Targeted metagenomics, where samples are enriched for multiple organisms of interest using oligonucleotide probes, is a highly efficient sequencing methodology that is becoming standard practice for genomics of viruses and complex polymicrobial samples. Efficient enrichment critically requires probes that capture both conserved and highly diverse genomic regions without loss of sensitivity, and with uniform representation in the sequencing pool. Design of optimal probesets poses a challenge: existing computational methods use k-mer hashing to reduce over-abundant sequences, but scalability and efficiency drop with increasing numbers of genomes, while diverse sequences remain under-represented.

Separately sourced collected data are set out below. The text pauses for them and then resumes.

// src/matcher/neighborhoods.rs

use std::time::Instant;
use dashmap::DashMap;
use indicatif::{ParallelProgressIterator, ProgressBar};
use log::{debug, info};
use rayon::prelude::*;

use crate::corpus::Corpus;
use crate::error::{Error, Result};
use crate::types::TermId;
use super::index::FuzzyIndex;

/// Per-term eps1 neighborhoods, indexed by [`TermId`]. Each list is
/// ascending and contains the term itself.
#[derive(Debug, Clone, PartialEq, Eq)]
pub struct Neighborhoods {
    lists: Vec<Vec<TermId>>,
}

impl Neighborhoods {
    /// Wraps raw lists after normalizing order and checking that every id
    /// is in range and every list contains its own term.
    pub fn from_lists(mut lists: Vec<Vec<TermId>>) -> Result<Self> {
        let n = lists.len();
        for (id, list) in lists.iter_mut().enumerate() {
            list.sort_unstable();
            list.dedup();
            if let Some(&bad) = list.iter().find(|&&neighbor| neighbor as usize >= n) {
                return Err(Error::cache(format!(
                    "neighborhood of term {} references unknown term {}", id, bad
                )));
            }
            if list.binary_search(&(id as TermId)).is_err() {
                return Err(Error::cache(format!(
                    "neighborhood of term {} does not contain the term itself", id
                )));
            }
        }
        Ok(Self { lists })
    }

    /// Computes every term's neighborhood through `index`, in parallel on
    /// the current rayon pool.
    ///
    /// Workers write disjoint keys of a shared concurrent map; the map is
    /// only read back after the parallel iterator has joined, so the result
    /// does not depend on scheduling.
    pub fn build(index: &FuzzyIndex, corpus: &Corpus, progress: &ProgressBar) -> Result<Self> {
        let start = Instant::now();
        let max_distance = index.max_distance();
        let shared: DashMap<TermId, Vec<TermId>> = DashMap::with_capacity(corpus.len());

        corpus.terms()
            .par_iter()
            .enumerate()
            .progress_with(progress.clone())
            .try_for_each(|(id, term)| -> Result<()> {
                let neighbors = index.query(term, max_distance)?;
                shared.insert(id as TermId, neighbors);
                Ok(())
            })?;

        let mut lists = Vec::with_capacity(corpus.len());
        for id in corpus.ids() {
            let (_, neighbors) = shared.remove(&id).ok_or_else(|| {
                Error::cache(format!("no neighborhood computed for term {:?}", corpus.term(id)))
            })?;
            lists.push(neighbors);
        }

        let neighborhoods = Self::from_lists(lists)?;
        info!(
            "Built {} neighborhoods in {:.2?} (mean size {:.2})",
            neighborhoods.len(),
            start.elapsed(),
            neighborhoods.mean_size()
        );
        Ok(neighborhoods)
    }

    pub fn len(&self) -> usize {
        self.lists.len()
    }

    pub fn is_empty(&self) -> bool {
        self.lists.is_empty()
    }

    #[inline]
    pub fn get(&self, id: TermId) -> &[TermId] {
        &self.lists[id as usize]
    }

    pub fn iter(&self) -> impl Iterator<Item = (TermId, &[TermId])> {
        self.lists.iter().enumerate().map(|(id, list)| (id as TermId, list.as_slice()))
    }

    pub fn mean_size(&self) -> f64 {
        if self.lists.is_empty() {
            return 0.0;
        }
        let total: usize = self.lists.iter().map(Vec::len).sum();
        total as f64 / self.lists.len() as f64
    }

    /// Number of terms whose neighborhood reaches `min_count`.
    pub fn core_count(&self, min_count: usize) -> usize {
        let count = self.lists.iter().filter(|list| list.len() >= min_count).count();
        debug!("{} of {} terms are core points at min_count={}", count, self.lists.len(), min_count);
        count
    }

    /// Neighborhoods as term strings, in corpus order.
    pub fn to_term_lists<'a>(&'a self, corpus: &'a Corpus) -> impl Iterator<Item = (&'a str, Vec<&'a str>)> + 'a {
        self.iter().map(move |(id, list)| {
            (corpus.term(id), list.iter().map(|&n| corpus.term(n)).collect())
        })
    }
}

Here we show that incorporating evolutionary distance to compress probes via a graph-based representation of multiple genomes across species, together with k-mer hashing, reduces overrepresentation of conserved sequences, and yields more uniform coverage even of highly diverse loci. We make the method available in Dampa, an open-source tool that generates probesets in seconds on a standard laptop.

Software availability

DAMPA is available as an open source package that can be installed with conda, and is free for academic use. https://github.com/MultipathogenGenomics/dampa

Data availability

Sequences generated as part of the laboratory validation are available from the ENA project PRJNA1466720.

Ethics

Clinical samples and metadata were collected by the PRL at the NSW Health Pathology-Institute of Clinical Pathology and Medical Research under the Western Sydney Local Health District Human Research Ethics and Governance Committee (Project identifier: 2020/ETH02426). All data was de-identified

Funding

R.J.R. is supported by NHMRC Investigator grant (GNT2018222). TG is supported by NHMRC Investigator grant GNT2025445. MP is supported by Sydney Infectious Diseases Institute seed funding.